Anticipated losses -- as many as 19,000 fish in all but only 24 listed as endangered -- could be more than offset by a series of other actions that cost far less, according to the report. Spilling water over dams prevents it from being run through turbines to generate electricity that could be sold.
Eliminating the July and August spill program would save Northwest ratepayers an average of $77 million annually -- almost 2 percent of the Bonneville Power Administration's budget. Put another way, program costs will total $3.1 million for every listed fish it saves.
The order of magnitude is not substantially different from a separate analysis performed by the Northwest Power and Conservation Council last year. Its calculations suggested continuing the summer spill program would cost $7.6 million per listed fish.
The primary difference between the two is the federal agencies -- the BPA, U.S. Army Corps of Engineers and NOAA Fisheries -- assumed a 2 percent smolt-to-adult survival rate, twice what the council used.
The agencies are expected to decide in March whether to curtail the spill program.
Completely eliminating it doesn't appear to be a likely outcome. The spill program is the backbone of the federal government's "aggressive nonbreach" fish recovery strategy designed to boost runs without removing dams. Eliminating it in July and August figures to be politically difficult.

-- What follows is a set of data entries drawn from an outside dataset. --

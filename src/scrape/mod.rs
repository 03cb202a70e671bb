//! Headless-browser scraping of the home feed.
//!
//! One scrape attempt drives a fresh browser through:
//!
//! ```text
//! navigate → load more (scroll/wait/measure) → parse document → resolve browse refs
//! ```
//!
//! The incremental-load loop ends on the first of three conditions: the page
//! extent stops growing, the configured row cap is reached, or shutdown is
//! requested. A cancelled attempt produces no snapshot at all; partial
//! results are never returned.

mod config;
mod driver;
mod parse;

pub use config::ScrapeConfig;
pub use driver::{ChromiumDriver, PageDriver};

use async_trait::async_trait;
use tracing::{debug, warn};
use url::Url;

use crate::error::{FreshetError, Result};
use crate::feed::{FeedItem, LinkRef, Section, Snapshot};
use crate::shutdown::Shutdown;

const PAGE_EXTENT_JS: &str = "document.body.scrollHeight";
const LOAD_MORE_JS: &str = "window.scrollTo(0, document.body.scrollHeight)";
const SECTION_COUNT_JS: &str =
    "(function() { const c = document.getElementById('contents'); return c ? c.children.length : 0; })()";
const CURRENT_URL_JS: &str = "window.location.href";

/// Why the incremental-load loop stopped
#[derive(Debug, Clone, Copy, PartialEq, Eq)]
pub enum LoadEnd {
    /// The page extent did not grow between consecutive scrolls
    ExtentStable,
    /// The configured number of sections is on the page
    RowCapReached,
    /// Shutdown was requested mid-load
    Cancelled,
}

/// Trait for snapshot-producing scrape implementations
#[async_trait]
pub trait Scraper: Send + Sync {
    /// Produce one complete feed snapshot
    async fn scrape(&self) -> Result<Snapshot>;
}

/// Home feed scraper that launches a fresh browser per attempt
pub struct FeedScraper {
    config: ScrapeConfig,
    shutdown: Shutdown,
}

impl FeedScraper {
    pub fn new(config: ScrapeConfig, shutdown: Shutdown) -> Self {
        Self { config, shutdown }
    }

    /// Drive the load loop until one of the three exit conditions holds.
    async fn load_feed(&self, driver: &dyn PageDriver) -> Result<LoadEnd> {
        let cap = self.config.cap();
        let mut prev_extent = self.page_extent(driver).await?;

        loop {
            if self.shutdown.is_stopping() {
                return Ok(LoadEnd::Cancelled);
            }

            if let Some(cap) = cap {
                if self.section_count(driver).await? >= cap {
                    return Ok(LoadEnd::RowCapReached);
                }
            }

            driver.run_script(LOAD_MORE_JS).await?;
            tokio::time::sleep(self.config.scroll_delay()).await;

            let extent = self.page_extent(driver).await?;
            if extent == prev_extent {
                return Ok(LoadEnd::ExtentStable);
            }
            prev_extent = extent;
        }
    }

    /// Run one attempt against an already-launched driver.
    async fn scrape_with(&self, driver: &dyn PageDriver) -> Result<Snapshot> {
        driver.navigate(&self.config.feed_url).await?;

        match self.load_feed(driver).await? {
            LoadEnd::Cancelled => return Err(FreshetError::Cancelled),
            end => debug!("Feed loading finished: {:?}", end),
        }

        let markup = driver.document_markup().await?;
        let raw_sections = parse::parse_sections(&markup, self.config.cap())?;

        let mut sections = Vec::with_capacity(raw_sections.len());
        for raw in raw_sections {
            let mut items = Vec::with_capacity(raw.links.len());
            for link in raw.links {
                items.push(self.finalize_item(driver, link).await?);
            }
            sections.push(Section {
                title: raw.title,
                subtitle: raw.subtitle,
                items,
            });
        }

        Ok(Snapshot::new(sections))
    }

    async fn finalize_item(&self, driver: &dyn PageDriver, link: LinkRef) -> Result<FeedItem> {
        Ok(match link {
            LinkRef::Artist { channel_id } => FeedItem::Artist { id: channel_id },
            LinkRef::Song {
                video_id,
                playlist_id,
            } => FeedItem::Song {
                id: video_id,
                playlist_id,
            },
            LinkRef::Playlist { playlist_id } => FeedItem::Playlist { id: playlist_id },
            LinkRef::Browse { browse_id } => {
                if self.shutdown.is_stopping() {
                    return Err(FreshetError::Cancelled);
                }
                let id = self.resolve_browse(driver, &browse_id).await?;
                FeedItem::Playlist { id }
            }
        })
    }

    /// Resolve an indirect playlist reference by navigating to its browse
    /// page and reading the playlist id off the URL the page redirects to.
    async fn resolve_browse(&self, driver: &dyn PageDriver, browse_id: &str) -> Result<String> {
        let url = format!(
            "{}/browse/{}",
            self.config.feed_url.trim_end_matches('/'),
            browse_id
        );
        driver.navigate(&url).await?;
        driver
            .wait_until_url_contains("playlist?list=", self.config.nav_timeout())
            .await?;

        let value = driver.run_script(CURRENT_URL_JS).await?;
        let Some(current) = value.as_str() else {
            return Err(FreshetError::ParseShape(format!(
                "Current URL query returned {}",
                value
            )));
        };
        playlist_id_from_url(current)
    }

    async fn page_extent(&self, driver: &dyn PageDriver) -> Result<i64> {
        let value = driver.run_script(PAGE_EXTENT_JS).await?;
        json_number(&value).ok_or_else(|| {
            FreshetError::ParseShape(format!("Page extent query returned {}", value))
        })
    }

    async fn section_count(&self, driver: &dyn PageDriver) -> Result<usize> {
        let value = driver.run_script(SECTION_COUNT_JS).await?;
        let count = json_number(&value).ok_or_else(|| {
            FreshetError::ParseShape(format!("Section count query returned {}", value))
        })?;
        Ok(count.max(0) as usize)
    }
}

#[async_trait]
impl Scraper for FeedScraper {
    async fn scrape(&self) -> Result<Snapshot> {
        if self.shutdown.is_stopping() {
            return Err(FreshetError::Cancelled);
        }

        let mut driver = ChromiumDriver::launch(&self.config).await?;
        let result = self.scrape_with(&driver).await;

        if let Err(e) = driver.close().await {
            warn!("Failed to close browser: {}", e);
        }
        result
    }
}

fn json_number(value: &serde_json::Value) -> Option<i64> {
    value
        .as_i64()
        .or_else(|| value.as_f64().map(|f| f as i64))
}

/// Pull the `list` query parameter out of a resolved playlist URL.
fn playlist_id_from_url(url: &str) -> Result<String> {
    let parsed = Url::parse(url).map_err(|e| {
        FreshetError::ParseShape(format!("Unparseable playlist URL {:?}: {}", url, e))
    })?;
    parsed
        .query_pairs()
        .find(|(key, value)| key == "list" && !value.is_empty())
        .map(|(_, value)| value.into_owned())
        .ok_or_else(|| {
            FreshetError::ParseShape(format!("Resolved URL {:?} carries no playlist id", url))
        })
}
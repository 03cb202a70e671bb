//! Single-flight refresh coordination.
//!
//! At most one scrape runs at any instant, enforced by one async mutex (the
//! flight lock). `Idle -> Refreshing` happens only through a non-blocking
//! `try_lock_owned`; the owned guard travels into the worker task and is
//! dropped unconditionally when the attempt ends, so the coordinator always
//! returns to idle and blocked callers always wake. The worker writes the
//! store before releasing, so a woken waiter reads exactly the refresh it
//! waited on.
//!
//! Three contracts on top of the cache:
//! - [`RefreshCoordinator::cached_now`]: stale-ok, never blocks.
//! - [`RefreshCoordinator::wait_for_fresh`]: wait for the in-flight refresh,
//!   optionally starting one when idle.
//! - [`RefreshCoordinator::trigger_refresh`]: fire-and-forget.

use std::sync::{Arc, Mutex, MutexGuard};
use std::time::Instant;

use serde::Serialize;
use tokio::sync::{Mutex as AsyncMutex, OwnedMutexGuard};
use tracing::{info, warn};

use crate::error::FreshetError;
use crate::feed::Snapshot;
use crate::scrape::Scraper;
use crate::store::FeedStore;

/// What a refresh trigger did.
#[derive(Debug, Clone, Copy, PartialEq, Eq, Serialize)]
#[serde(rename_all = "snake_case")]
pub enum RefreshOutcome {
    /// A new scrape is now running in the background
    Started,
    /// Another refresh already held the flight lock
    AlreadyInProgress,
}

/// Owns the flight lock and the feed cache; one instance per process, shared
/// by the scheduler and every request handler.
pub struct RefreshCoordinator {
    scraper: Arc<dyn Scraper>,
    store: Mutex<FeedStore>,
    flight: Arc<AsyncMutex<()>>,
}

impl RefreshCoordinator {
    pub fn new(scraper: Arc<dyn Scraper>) -> Self {
        Self {
            scraper,
            store: Mutex::new(FeedStore::new()),
            flight: Arc::new(AsyncMutex::new(())),
        }
    }

    /// Current cache contents, immediately. Never blocks on a running
    /// refresh and never starts one.
    pub fn cached_now(&self) -> (Option<Arc<Snapshot>>, bool) {
        self.lock_store().read()
    }

    /// Attempt to start a background refresh without blocking.
    ///
    /// The flight lock is acquired before the worker is spawned, so two
    /// racing triggers can never both start a scrape.
    pub fn trigger_refresh(self: &Arc<Self>) -> RefreshOutcome {
        match self.flight.clone().try_lock_owned() {
            Ok(guard) => {
                let coordinator = Arc::clone(self);
                tokio::spawn(async move {
                    coordinator.run_refresh(guard).await;
                });
                RefreshOutcome::Started
            }
            Err(_) => RefreshOutcome::AlreadyInProgress,
        }
    }

    /// Return the cache once no refresh is in flight.
    ///
    /// With `trigger_if_idle`, an idle coordinator first starts a refresh
    /// (a racing `AlreadyInProgress` simply means there is a running one to
    /// wait for). Without it, an idle coordinator returns immediately: the
    /// cache is already the freshest available.
    pub async fn wait_for_fresh(
        self: &Arc<Self>,
        trigger_if_idle: bool,
    ) -> (Option<Arc<Snapshot>>, bool) {
        if trigger_if_idle {
            self.trigger_refresh();
        } else if self.flight.try_lock().is_ok() {
            return self.cached_now();
        }

        let guard = self.flight.lock().await;
        drop(guard);
        self.cached_now()
    }

    /// Worker body: runs the scrape, installs the result, releases the
    /// flight lock by dropping the guard. Failures stay inside this
    /// boundary; the cache is left untouched by anything but success.
    async fn run_refresh(&self, _flight: OwnedMutexGuard<()>) {
        info!("Refreshing feed...");
        let started = Instant::now();

        match self.scraper.scrape().await {
            Ok(snapshot) => {
                info!(
                    "Feed refresh completed: {} sections, {} items ({:.1}s)",
                    snapshot.sections.len(),
                    snapshot.item_count(),
                    started.elapsed().as_secs_f64()
                );
                self.lock_store().write(snapshot);
            }
            Err(FreshetError::Cancelled) => info!("Feed refresh cancelled"),
            Err(e) => warn!("Feed refresh failed: {}", e),
        }
    }

    fn lock_store(&self) -> MutexGuard<'_, FeedStore> {
        match self.store.lock() {
            Ok(guard) => guard,
            Err(poisoned) => poisoned.into_inner(),
        }
    }
}
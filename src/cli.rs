use std::path::PathBuf;

use clap::Parser;

#[derive(Parser)]
#[command(name = "freshet")]
#[command(about = "A cached feed server for YouTube Music home", long_about = None)]
pub struct Cli {
    /// Config file path (default: ~/.config/freshet/config.toml)
    #[arg(short, long)]
    pub config: Option<PathBuf>,

    /// Port to listen on
    #[arg(short, long)]
    pub port: Option<u16>,

    /// API key required by the /feed routes
    #[arg(short, long)]
    pub key: Option<String>,

    /// Refresh interval (e.g., "6h", "30m", "1d")
    #[arg(short, long)]
    pub interval: Option<String>,

    /// Skip the refresh on startup
    #[arg(long)]
    pub no_initial_refresh: bool,

    /// Show the browser window while scraping
    #[arg(long)]
    pub headful: bool,
}
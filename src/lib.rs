//! # Freshet
//!
//! A cached feed server for the YouTube Music home page. A headless browser
//! scrapes the personalized feed on a schedule; HTTP clients read the cached
//! result instantly instead of paying the scrape cost per request.
//!
//! ## Architecture
//!
//! ```text
//! Scheduler ─┐
//!            ├─> RefreshCoordinator ─> FeedScraper ─> FeedStore
//! HTTP ──────┘                                           │
//!   └────────────────────── reads ───────────────────────┘
//! ```
//!
//! All refreshes funnel through the [`refresh::RefreshCoordinator`], which
//! guarantees at most one scrape runs at a time no matter how many routes
//! or timer ticks ask for one.

/// Command-line interface using clap.
pub mod cli;

/// Configuration management.
///
/// Loads from `~/.config/freshet/config.toml` (created with commented
/// defaults on first run) or an explicit `--config` path.
pub mod config;

/// Error taxonomy and crate-wide `Result`.
pub mod error;

/// Domain models: [`feed::Snapshot`], [`feed::Section`], [`feed::FeedItem`],
/// and the link classifier that turns raw hrefs into typed items.
pub mod feed;

/// Single-flight refresh coordination.
///
/// The heart of the crate: [`refresh::RefreshCoordinator`] owns the flight
/// lock and the cache, and exposes the three access contracts the HTTP
/// layer builds on (read-now, wait-for-fresh, fire-and-forget).
pub mod refresh;

/// Periodic refresh triggering.
pub mod scheduler;

/// Headless-browser scraping via chromiumoxide.
///
/// - [`scrape::FeedScraper`]: one browser launch per attempt
/// - [`scrape::PageDriver`]: the seam tests script against
/// - [`scrape::ScrapeConfig`]: URLs, caps, delays, profile directory
pub mod scrape;

/// HTTP surface built with axum.
pub mod server;

/// Cooperative shutdown signalling and process signal handling.
pub mod shutdown;

/// In-memory cache of the last successful snapshot.
pub mod store;
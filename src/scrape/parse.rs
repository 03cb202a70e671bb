//! Parsing of the loaded home page document into raw sections.
//!
//! The page is a flat list of section renderers inside one container node.
//! Each section carries its title in a label node, a composite accessible
//! label on the header (title plus optional subtitle), and its items in a
//! plain list. Everything here is pure; browse references come back
//! unresolved as [`LinkRef::Browse`].

use std::sync::OnceLock;

use scraper::{ElementRef, Html, Selector};

use crate::error::{FreshetError, Result};
use crate::feed::{classify_link, LinkRef};

/// Separator between subtitle and title inside the composite header label.
const LABEL_SEPARATOR: char = '\u{b7}';

/// A parsed section whose items are classified but not yet resolved.
#[derive(Debug, Clone, PartialEq, Eq)]
pub struct RawSection {
    pub title: String,
    pub subtitle: Option<String>,
    pub links: Vec<LinkRef>,
}

/// Parse the full document markup into raw sections.
///
/// `cap` limits how many sections are read off the page; `None` parses all
/// of them. A missing feed container or any section that does not match the
/// expected shape fails the whole attempt.
pub fn parse_sections(markup: &str, cap: Option<usize>) -> Result<Vec<RawSection>> {
    let document = Html::parse_document(markup);
    let container = feed_container(&document)?;

    container
        .children()
        .filter_map(ElementRef::wrap)
        .take(cap.unwrap_or(usize::MAX))
        .enumerate()
        .map(|(index, section)| parse_section(section, index))
        .collect()
}

fn feed_container(document: &Html) -> Result<ElementRef<'_>> {
    static SELECTOR: OnceLock<Selector> = OnceLock::new();
    let selector = SELECTOR.get_or_init(|| {
        Selector::parse("div#contents.style-scope.ytmusic-section-list-renderer").unwrap()
    });

    document
        .select(selector)
        .next()
        .ok_or_else(|| FreshetError::ParseShape("Feed section container not found".to_string()))
}

fn parse_section(section: ElementRef<'_>, index: usize) -> Result<RawSection> {
    let title = section_title(section, index)?;
    let label = section_label(section, index)?;
    let subtitle = derive_subtitle(&label, &title)?;
    let links = section_links(section, index)?;

    Ok(RawSection {
        title,
        subtitle,
        links,
    })
}

/// Read the section title, preferring an embedded link's text over the label
/// node's own text.
fn section_title(section: ElementRef<'_>, index: usize) -> Result<String> {
    static TITLE_SELECTOR: OnceLock<Selector> = OnceLock::new();
    static LINK_SELECTOR: OnceLock<Selector> = OnceLock::new();
    let title_selector =
        TITLE_SELECTOR.get_or_init(|| Selector::parse("div#details > yt-formatted-string").unwrap());
    let link_selector = LINK_SELECTOR.get_or_init(|| Selector::parse("a").unwrap());

    let label_node = section.select(title_selector).next().ok_or_else(|| {
        FreshetError::ParseShape(format!("Section {}: title node not found", index))
    })?;

    let title = match label_node.select(link_selector).next() {
        Some(link) => link.text().collect::<String>(),
        None => label_node.text().collect::<String>(),
    };
    let title = title.trim().to_string();

    if title.is_empty() {
        return Err(FreshetError::ParseShape(format!(
            "Section {}: empty title",
            index
        )));
    }
    Ok(title)
}

/// Read the composite accessible label off the section header.
fn section_label(section: ElementRef<'_>, index: usize) -> Result<String> {
    static HEADER_SELECTOR: OnceLock<Selector> = OnceLock::new();
    let header_selector =
        HEADER_SELECTOR.get_or_init(|| Selector::parse("h2#content-group").unwrap());

    section
        .select(header_selector)
        .next()
        .and_then(|header| header.value().attr("aria-label"))
        .map(str::to_string)
        .ok_or_else(|| {
            FreshetError::ParseShape(format!(
                "Section {}: header accessible label not found",
                index
            ))
        })
}

/// Recover the subtitle from the composite header label.
///
/// The label is either the title alone (no subtitle) or the subtitle and the
/// title joined by a separator. The title must sit at the very end of the
/// label; a label that does not end with it is a parse error rather than a
/// cue to start guessing with a substring search.
fn derive_subtitle(label: &str, title: &str) -> Result<Option<String>> {
    if label == title {
        return Ok(None);
    }

    let Some(head) = label.strip_suffix(title) else {
        return Err(FreshetError::ParseShape(format!(
            "Section label {:?} does not end with title {:?}",
            label, title
        )));
    };

    let subtitle = head.trim_end_matches(|c: char| c == LABEL_SEPARATOR || c.is_whitespace());
    if subtitle.is_empty() {
        return Err(FreshetError::ParseShape(format!(
            "Section label {:?} holds no subtitle ahead of title {:?}",
            label, title
        )));
    }
    Ok(Some(subtitle.to_string()))
}

fn section_links(section: ElementRef<'_>, index: usize) -> Result<Vec<LinkRef>> {
    static ITEMS_SELECTOR: OnceLock<Selector> = OnceLock::new();
    static ANCHOR_SELECTOR: OnceLock<Selector> = OnceLock::new();
    let items_selector = ITEMS_SELECTOR.get_or_init(|| Selector::parse("ul#items").unwrap());
    let anchor_selector = ANCHOR_SELECTOR.get_or_init(|| Selector::parse("a").unwrap());

    let list = section.select(items_selector).next().ok_or_else(|| {
        FreshetError::ParseShape(format!("Section {}: item list not found", index))
    })?;

    let mut links = Vec::new();
    for (item_index, item) in list.children().filter_map(ElementRef::wrap).enumerate() {
        let href = item
            .select(anchor_selector)
            .next()
            .and_then(|anchor| anchor.value().attr("href"))
            .ok_or_else(|| {
                FreshetError::ParseShape(format!(
                    "Section {}: item {} has no link",
                    index, item_index
                ))
            })?;
        links.push(classify_link(href)?);
    }
    Ok(links)
}
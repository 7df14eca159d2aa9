//! Spec: the working-task ceiling holds while a batch drains to
//! completion.

use crate::prelude::*;
use cdx_core::TaskStatus;
use cdx_engine::Governor;
use cdx_storage::TaskQuery;
use serde_json::json;
use serial_test::serial;
use std::time::{Duration, Instant};

#[tokio::test]
async fn five_tasks_through_two_slots() {
    let world = World::with_agent_and_governor(
        r#"sleep 0.3; printf '{"type":"turn.completed"}\n'"#,
        Governor::new(2),
    );

    let mut ids = Vec::new();
    for n in 0..5 {
        let (text, is_error) = world
            .call(
                "local_exec",
                json!({"task": format!("batch item {n}"), "mode": "read-only"}),
            )
            .await;
        assert!(!is_error, "{text}");
        ids.push(World::task_id_in(&text));
    }

    let deadline = Instant::now() + Duration::from_secs(15);
    loop {
        let working = world
            .registry
            .lock()
            .query(&TaskQuery::default().with_status(TaskStatus::Working))
            .len();
        assert!(working <= 2, "{working} tasks working at once");

        let done = world
            .registry
            .lock()
            .query(&TaskQuery::default().with_status(TaskStatus::Completed))
            .len();
        if done == ids.len() {
            break;
        }
        assert!(Instant::now() < deadline, "batch did not drain");
        tokio::time::sleep(Duration::from_millis(25)).await;
    }
}

#[tokio::test]
#[serial]
async fn ceiling_is_read_from_the_environment() {
    std::env::set_var("CODEX_MAX_CONCURRENCY", "3");
    assert_eq!(Governor::from_env().capacity(), 3);
    std::env::remove_var("CODEX_MAX_CONCURRENCY");
    assert_eq!(Governor::from_env().capacity(), 2);
}
// SPDX-License-Identifier: BUSL-1.1
// Copyright (c) 2026 Alfred Jean LLC

//! Line-delimited JSON-RPC 2.0 framing over standard streams.
//!
//! One request or response per line. Notifications (requests without an
//! id) get no response. Oversized or unparseable lines produce protocol
//! errors without tearing the stream down.

use serde::{Deserialize, Serialize};
use serde_json::Value;
use thiserror::Error;
use tokio::io::{AsyncBufReadExt, AsyncWrite, AsyncWriteExt, BufReader};
use tracing::{debug, warn};

/// Maximum accepted request line (1 MB; instructions cap at 32 KiB).
pub const MAX_LINE_BYTES: usize = 1024 * 1024;

/// JSON-RPC error codes used by this service.
pub const PARSE_ERROR: i64 = -32700;
pub const INVALID_REQUEST: i64 = -32600;
pub const METHOD_NOT_FOUND: i64 = -32601;
pub const INVALID_PARAMS: i64 = -32602;

#[derive(Debug, Error)]
pub enum TransportError {
    #[error("io error: {0}")]
    Io(#[from] std::io::Error),
}

/// Incoming request (or notification when `id` is absent).
#[derive(Debug, Clone, Serialize, Deserialize)]
pub struct RpcRequest {
    pub jsonrpc: String,
    #[serde(default, skip_serializing_if = "Option::is_none")]
    pub id: Option<Value>,
    pub method: String,
    #[serde(default, skip_serializing_if = "Option::is_none")]
    pub params: Option<Value>,
}

#[derive(Debug, Clone, Serialize, Deserialize, PartialEq)]
pub struct RpcError {
    pub code: i64,
    pub message: String,
    #[serde(default, skip_serializing_if = "Option::is_none")]
    pub data: Option<Value>,
}

/// Outgoing response: exactly one of `result` / `error`.
#[derive(Debug, Clone, Serialize, Deserialize)]
pub struct RpcResponse {
    pub jsonrpc: String,
    pub id: Value,
    #[serde(default, skip_serializing_if = "Option::is_none")]
    pub result: Option<Value>,
    #[serde(default, skip_serializing_if = "Option::is_none")]
    pub error: Option<RpcError>,
}

impl RpcResponse {
    pub fn result(id: Value, result: Value) -> Self {
        Self {
            jsonrpc: "2.0".into(),
            id,
            result: Some(result),
            error: None,
        }
    }

    pub fn error(id: Value, code: i64, message: impl Into<String>) -> Self {
        Self {
            jsonrpc: "2.0".into(),
            id,
            result: None,
            error: Some(RpcError {
                code,
                message: message.into(),
                data: None,
            }),
        }
    }
}

/// Decode one request line.
pub fn decode_request(line: &str) -> Result<RpcRequest, RpcResponse> {
    if line.len() > MAX_LINE_BYTES {
        return Err(RpcResponse::error(
            Value::Null,
            INVALID_REQUEST,
            format!("request exceeds {MAX_LINE_BYTES} bytes"),
        ));
    }
    let request: RpcRequest = serde_json::from_str(line)
        .map_err(|e| RpcResponse::error(Value::Null, PARSE_ERROR, format!("parse error: {e}")))?;
    if request.jsonrpc != "2.0" {
        return Err(RpcResponse::error(
            request.id.unwrap_or(Value::Null),
            INVALID_REQUEST,
            "jsonrpc must be \"2.0\"",
        ));
    }
    Ok(request)
}

/// Serve requests from `reader`, writing responses to `writer`, until
/// end of input. Requests are handled one at a time, in order.
pub async fn serve<R, W, H, Fut>(
    reader: R,
    mut writer: W,
    mut handler: H,
) -> Result<(), TransportError>
where
    R: tokio::io::AsyncRead + Unpin,
    W: AsyncWrite + Unpin,
    H: FnMut(RpcRequest) -> Fut,
    Fut: std::future::Future<Output = Option<RpcResponse>>,
{
    let mut lines = BufReader::new(reader).lines();
    while let Some(line) = lines.next_line().await? {
        let trimmed = line.trim();
        if trimmed.is_empty() {
            continue;
        }
        let response = match decode_request(trimmed) {
            Ok(request) => {
                let is_notification = request.id.is_none();
                let method = request.method.clone();
                let response = handler(request).await;
                if is_notification {
                    debug!(method, "notification handled");
                    None
                } else {
                    response
                }
            }
            Err(error_response) => Some(error_response),
        };
        if let Some(response) = response {
            let mut body = serde_json::to_vec(&response).unwrap_or_else(|e| {
                warn!(error = %e, "response serialization failed");
                // A serialization failure must still answer the caller.
                br#"{"jsonrpc":"2.0","id":null,"error":{"code":-32603,"message":"internal serialization error"}}"#
                    .to_vec()
            });
            body.push(b'\n');
            writer.write_all(&body).await?;
            writer.flush().await?;
        }
    }
    Ok(())
}

#[cfg(test)]
#[path = "rpc_tests.rs"]
mod tests;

"The tribes are flatly opposed to any reduction in spill for any portion of the federal spill program," said Charles Hudson, a spokesman for the Columbia River Inter-Tribal Fish Commission. He said the numbers the agencies produced were "in the realm of credibility" but criticized the proposed offsets for reducing spill, saying they would only "mitigate for lost mitigation."
Short of completely eliminating the program in July and August, utility groups are hoping for a scenario that would save an average of at least $50 million annually. The agencies' analysis provides six possible scenarios for changing current spill practices. Eliminating spill in August only would save $42 million on average.
The report details seven different programs designed to offset any reduction in spill. The most expensive would cost $6 million annually, though the rest would cost no more than $1.4 million. Those costs would be subtracted from whatever savings are gained by curtailing spill.
"You could easily make up for even no spill for a little more than $1 million a year," said Shane Scott, a fish biologist for the Public Power Council, which represents Northwest public utilities. "Dams do kill fish but there's many other causes of mortality out there. There's many opportunities we're not taking advantage of."
Some of those options include expanding efforts to harvest salmon predators, increase efforts to stabilize flows in the Hanford Reach and adding new habitat improvement projects.
Hudson called it a list of "half measures" that would not guarantee a boost to fish survival that would adequately make up for curtailing spill.
"We want to see biological substantiation," he said. "We don't see that here."
Actual savings from curtailing spill would vary from year to year, depending on runoff levels. Wiping out spill in August would save anywhere from $25 million to $50 million, according to the analysis. Eliminating it in July and August would save between $55 million and $92 million.